Ali’s response is another reason Cisco liked him.
“His eyes opened, ‘Who’d want to hit my pretty face?’ ” Cisco said.
Cisco kept moving through photos, showing his brother: “He fought two or three world champions.” There was Jimmy Young. Michael Grant, who still calls the house all the time to check in. Frazier again.
“I refereed Joe Frazier’s second pro fight in Philadelphia,” Cisco said. “In the Philadelphia Arena. And he was heavyset. It was a Philadelphia crowd, for some reason they don’t like local people. I don’t know. So Joe Frazier is in there throwing boom, boom, boom, boom. He’s beating the hell out of this guy, first round. Second round, he knocks the guy down. The guy’s like this.”

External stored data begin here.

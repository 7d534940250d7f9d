use chrono::{Local, NaiveDate};
use serde::{Deserialize, Serialize};

use crate::models::IngredientUsage;

/// Cooking method assumed when a caller supplies none (stir-fried).
pub const DEFAULT_COOKING_METHOD: &str = "炒";

/// Reference meal used for the baseline comparison when none is given.
pub const DEFAULT_MEAL_TYPE: &str = "素食简餐";

/// Transport distance class of an ingredient or a meal's sourcing context.
#[derive(Debug, Clone, Copy, PartialEq, Eq, Hash, Default, Serialize, Deserialize)]
#[serde(rename_all = "lowercase")]
pub enum Sourcing {
    Local,
    #[default]
    Domestic,
    Import,
}

impl Sourcing {
    /// Classify a free-form origin tag. Anything unrecognised is domestic.
    pub fn from_origin(origin: Option<&str>) -> Self {
        match origin {
            Some("import") | Some("进口") => Sourcing::Import,
            Some("local") | Some("本地") => Sourcing::Local,
            _ => Sourcing::Domestic,
        }
    }

    pub fn as_str(&self) -> &'static str {
        match self {
            Sourcing::Local => "local",
            Sourcing::Domestic => "domestic",
            Sourcing::Import => "import",
        }
    }
}

/// Everything the multi-factor calculation needs to know about a meal.
#[derive(Debug, Clone, PartialEq, Serialize, Deserialize)]
#[serde(rename_all = "camelCase")]
pub struct MealDescription {
    pub ingredients: Vec<IngredientUsage>,

    #[serde(default = "default_cooking_method")]
    pub cooking_method: String,

    /// Only the month matters; it selects the season.
    #[serde(default = "today")]
    pub meal_date: NaiveDate,

    #[serde(default)]
    pub sourcing_context: Sourcing,

    #[serde(default = "default_meal_type")]
    pub meal_type_for_comparison: String,
}

fn default_cooking_method() -> String {
    DEFAULT_COOKING_METHOD.to_string()
}

fn default_meal_type() -> String {
    DEFAULT_MEAL_TYPE.to_string()
}

fn today() -> NaiveDate {
    Local::now().date_naive()
}

impl MealDescription {
    pub fn new(ingredients: Vec<IngredientUsage>, cooking_method: impl Into<String>) -> Self {
        Self {
            ingredients,
            cooking_method: cooking_method.into(),
            meal_date: today(),
            sourcing_context: Sourcing::default(),
            meal_type_for_comparison: default_meal_type(),
        }
    }

    pub fn with_date(mut self, meal_date: NaiveDate) -> Self {
        self.meal_date = meal_date;
        self
    }

    pub fn with_meal_type(mut self, meal_type: impl Into<String>) -> Self {
        self.meal_type_for_comparison = meal_type.into();
        self
    }

    pub fn with_sourcing(mut self, sourcing: Sourcing) -> Self {
        self.sourcing_context = sourcing;
        self
    }
}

Cisco gave his best deadeye expression.
“I stop the fight,” Cisco said. “People start booing. ‘Oh, fix, fix, fix!’ I said, ‘This guy hits with both hands. You watch him.’ He turned out to be king of the world. Anytime I ever called him for a fund-raiser, he was there.”
Cisco showed a photo of himself fighting in the finals of the Golden Gloves.
“They give you a Philadelphia decision,” Cisco said. “I beat the hell out of the guy.”
Over the years, Cisco worked up a whole routine of learning from the times he came in second, including that fight, and getting secondhand clothes from his brothers, taking two times to pass his driver’s license and GED tests, getting into the Army on his second try.
“I even married a widow,” said the Hall of Famer.